* **EXERCISE**
Below are records; copy every line among them that contains the word "seconds".

:: MATERIAL FOR THIS TASK ::

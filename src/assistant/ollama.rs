//! Ollama Integration
//!
//! Blocking client for the Ollama chat API.

use std::time::Duration;

use serde::{Deserialize, Serialize};

use super::llm::{ChatMessage, ChatModel};
use crate::error::{AssistError, Result};

/// Upper bound for the startup reachability check
const LIVENESS_TIMEOUT: Duration = Duration::from_secs(3);

/// Request body for /api/chat
#[derive(Debug, Serialize)]
struct ChatRequest<'a> {
    model: &'a str,
    messages: &'a [ChatMessage],
    stream: bool,
}

/// Ollama API response for /api/chat (non-streaming)
#[derive(Debug, Deserialize)]
struct ChatResponse {
    message: ResponseMessage,
}

#[derive(Debug, Deserialize)]
struct ResponseMessage {
    content: String,
}

/// Ollama client for API interactions
pub struct OllamaClient {
    base_url: String,
    client: reqwest::blocking::Client,
}

impl OllamaClient {
    /// Create a new Ollama client
    pub fn new(base_url: &str, timeout: Duration) -> Result<Self> {
        let client = reqwest::blocking::Client::builder()
            .timeout(timeout)
            .user_agent(concat!("mac-assist/", env!("CARGO_PKG_VERSION")))
            .build()?;

        Ok(Self {
            base_url: base_url.trim_end_matches('/').to_string(),
            client,
        })
    }

    pub fn base_url(&self) -> &str {
        &self.base_url
    }

    /// Check if Ollama is reachable. Gives up after a few seconds
    /// regardless of the request timeout.
    pub fn is_running(&self) -> bool {
        self.client
            .get(format!("{}/api/tags", self.base_url))
            .timeout(LIVENESS_TIMEOUT)
            .send()
            .map(|resp| resp.status().is_success())
            .unwrap_or(false)
    }
}

impl ChatModel for OllamaClient {
    fn chat(&self, model: &str, messages: &[ChatMessage]) -> Result<String> {
        let body = ChatRequest {
            model,
            messages,
            stream: false,
        };

        log::debug!("POST {}/api/chat model={}", self.base_url, model);

        let response = self
            .client
            .post(format!("{}/api/chat", self.base_url))
            .json(&body)
            .send()?;

        let status = response.status();
        if !status.is_success() {
            return Err(AssistError::llm(format!(
                "Ollama returned status {}: {}",
                status,
                response.text().unwrap_or_default()
            )));
        }

        let reply: ChatResponse = response.json()?;
        Ok(reply.message.content)
    }
}
use anyhow::{Context, Result};
use serde::{Deserialize, Serialize};
use std::fs;
use std::path::{Path, PathBuf};

use crate::core::monitor::{validate_monitored_path, DEFAULT_DISK_PATH};
use crate::error::AssistError;

pub const DEFAULT_OLLAMA_URL: &str = "http://localhost:11434";
pub const DEFAULT_CLASSIFIER_MODEL: &str = "llama3:8b";
pub const DEFAULT_COMPOSER_MODEL: &str = "mistral:7b-instruct";
pub const DEFAULT_TIMEOUT_SECS: u64 = 120;

/// Keys accepted by `config set`
pub const CONFIG_KEYS: [&str; 5] = [
    "disk_path",
    "ollama_url",
    "classifier_model",
    "composer_model",
    "request_timeout_secs",
];

#[derive(Debug, Clone, PartialEq, Serialize, Deserialize)]
pub struct Config {
    /// Filesystem path whose disk usage is reported
    #[serde(default = "default_disk_path")]
    pub disk_path: String,
    /// Base URL of the Ollama server
    #[serde(default = "default_ollama_url")]
    pub ollama_url: String,
    /// Model that classifies questions into metric kinds
    #[serde(default = "default_classifier_model")]
    pub classifier_model: String,
    /// Model that rephrases reports into a reply
    #[serde(default = "default_composer_model")]
    pub composer_model: String,
    #[serde(default = "default_timeout_secs")]
    pub request_timeout_secs: u64,
}

fn default_disk_path() -> String {
    DEFAULT_DISK_PATH.to_string()
}

fn default_ollama_url() -> String {
    DEFAULT_OLLAMA_URL.to_string()
}

fn default_classifier_model() -> String {
    DEFAULT_CLASSIFIER_MODEL.to_string()
}

fn default_composer_model() -> String {
    DEFAULT_COMPOSER_MODEL.to_string()
}

fn default_timeout_secs() -> u64 {
    DEFAULT_TIMEOUT_SECS
}

impl Default for Config {
    fn default() -> Self {
        Self {
            disk_path: default_disk_path(),
            ollama_url: default_ollama_url(),
            classifier_model: default_classifier_model(),
            composer_model: default_composer_model(),
            request_timeout_secs: default_timeout_secs(),
        }
    }
}

impl Config {
    pub fn load() -> Result<Self> {
        let config_path = Self::get_config_path()?;
        Self::load_from(&config_path)
    }

    /// Load from an explicit file. Missing, empty or unreadable JSON all
    /// fall back to defaults.
    pub fn load_from(config_path: &Path) -> Result<Self> {
        if !config_path.exists() {
            return Ok(Config::default());
        }

        let data = fs::read_to_string(config_path)
            .with_context(|| format!("Failed to read config file: {:?}", config_path))?;

        if data.trim().is_empty() {
            return Ok(Config::default());
        }

        Ok(serde_json::from_str(&data).unwrap_or_else(|e| {
            log::warn!(
                "Ignoring unreadable config file {:?}: {}. Using defaults.",
                config_path,
                e
            );
            Config::default()
        }))
    }

    pub fn save(&self) -> Result<()> {
        let config_path = Self::get_config_path()?;
        self.save_to(&config_path)
    }

    pub fn save_to(&self, config_path: &Path) -> Result<()> {
        if let Some(parent) = config_path.parent() {
            fs::create_dir_all(parent)
                .with_context(|| format!("Failed to create config directory: {:?}", parent))?;
        }

        let data = serde_json::to_string_pretty(self).context("Failed to serialize config")?;

        fs::write(config_path, data)
            .with_context(|| format!("Failed to write config file: {:?}", config_path))?;

        Ok(())
    }

    pub fn get_config_path() -> Result<PathBuf> {
        let config_dir =
            dirs::config_dir().with_context(|| "Could not determine config directory")?;

        Ok(config_dir.join("mac-assist").join("config.json"))
    }

    /// Set one key from its textual value, validating it first
    pub fn set(&mut self, key: &str, value: &str) -> std::result::Result<(), AssistError> {
        match key {
            "disk_path" => {
                validate_monitored_path(Path::new(value))?;
                self.disk_path = value.to_string();
            }
            "ollama_url" => {
                self.ollama_url = validate_ollama_url(value)?;
            }
            "classifier_model" => {
                self.classifier_model = validate_model_name(value)?;
            }
            "composer_model" => {
                self.composer_model = validate_model_name(value)?;
            }
            "request_timeout_secs" => {
                self.request_timeout_secs = parse_timeout(value)?;
            }
            other => {
                return Err(AssistError::config(format!(
                    "Unknown key '{}'. Valid keys: {}",
                    other,
                    CONFIG_KEYS.join(", ")
                )))
            }
        }
        Ok(())
    }

    /// Value of one key as text
    pub fn get(&self, key: &str) -> Option<String> {
        match key {
            "disk_path" => Some(self.disk_path.clone()),
            "ollama_url" => Some(self.ollama_url.clone()),
            "classifier_model" => Some(self.classifier_model.clone()),
            "composer_model" => Some(self.composer_model.clone()),
            "request_timeout_secs" => Some(self.request_timeout_secs.to_string()),
            _ => None,
        }
    }

    pub fn reset_to_defaults(&mut self) {
        *self = Config::default();
    }
}

/// Accept only absolute http(s) URLs; returns the URL without a trailing slash
pub fn validate_ollama_url(value: &str) -> std::result::Result<String, AssistError> {
    let parsed = url::Url::parse(value.trim())
        .map_err(|e| AssistError::config(format!("Invalid Ollama URL '{}': {}", value, e)))?;

    match parsed.scheme() {
        "http" | "https" => Ok(parsed.as_str().trim_end_matches('/').to_string()),
        scheme => Err(AssistError::config(format!(
            "Ollama URL must use http or https, got '{}'",
            scheme
        ))),
    }
}

fn validate_model_name(value: &str) -> std::result::Result<String, AssistError> {
    let value = value.trim();
    if value.is_empty() || value.contains(char::is_whitespace) {
        return Err(AssistError::config(
            "Model name must be non-empty and contain no whitespace",
        ));
    }
    Ok(value.to_string())
}

fn parse_timeout(value: &str) -> std::result::Result<u64, AssistError> {
    match value.trim().parse::<u64>() {
        Ok(secs) if secs > 0 => Ok(secs),
        _ => Err(AssistError::config(format!(
            "Timeout must be a positive number of seconds, got '{}'",
            value
        ))),
    }
}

:::

* **WRITTEN RESPONSE**
    /// Check if Ollama is reachable. Gives up after a few seconds
            "Timeout must be a positive number of seconds, got '{}'",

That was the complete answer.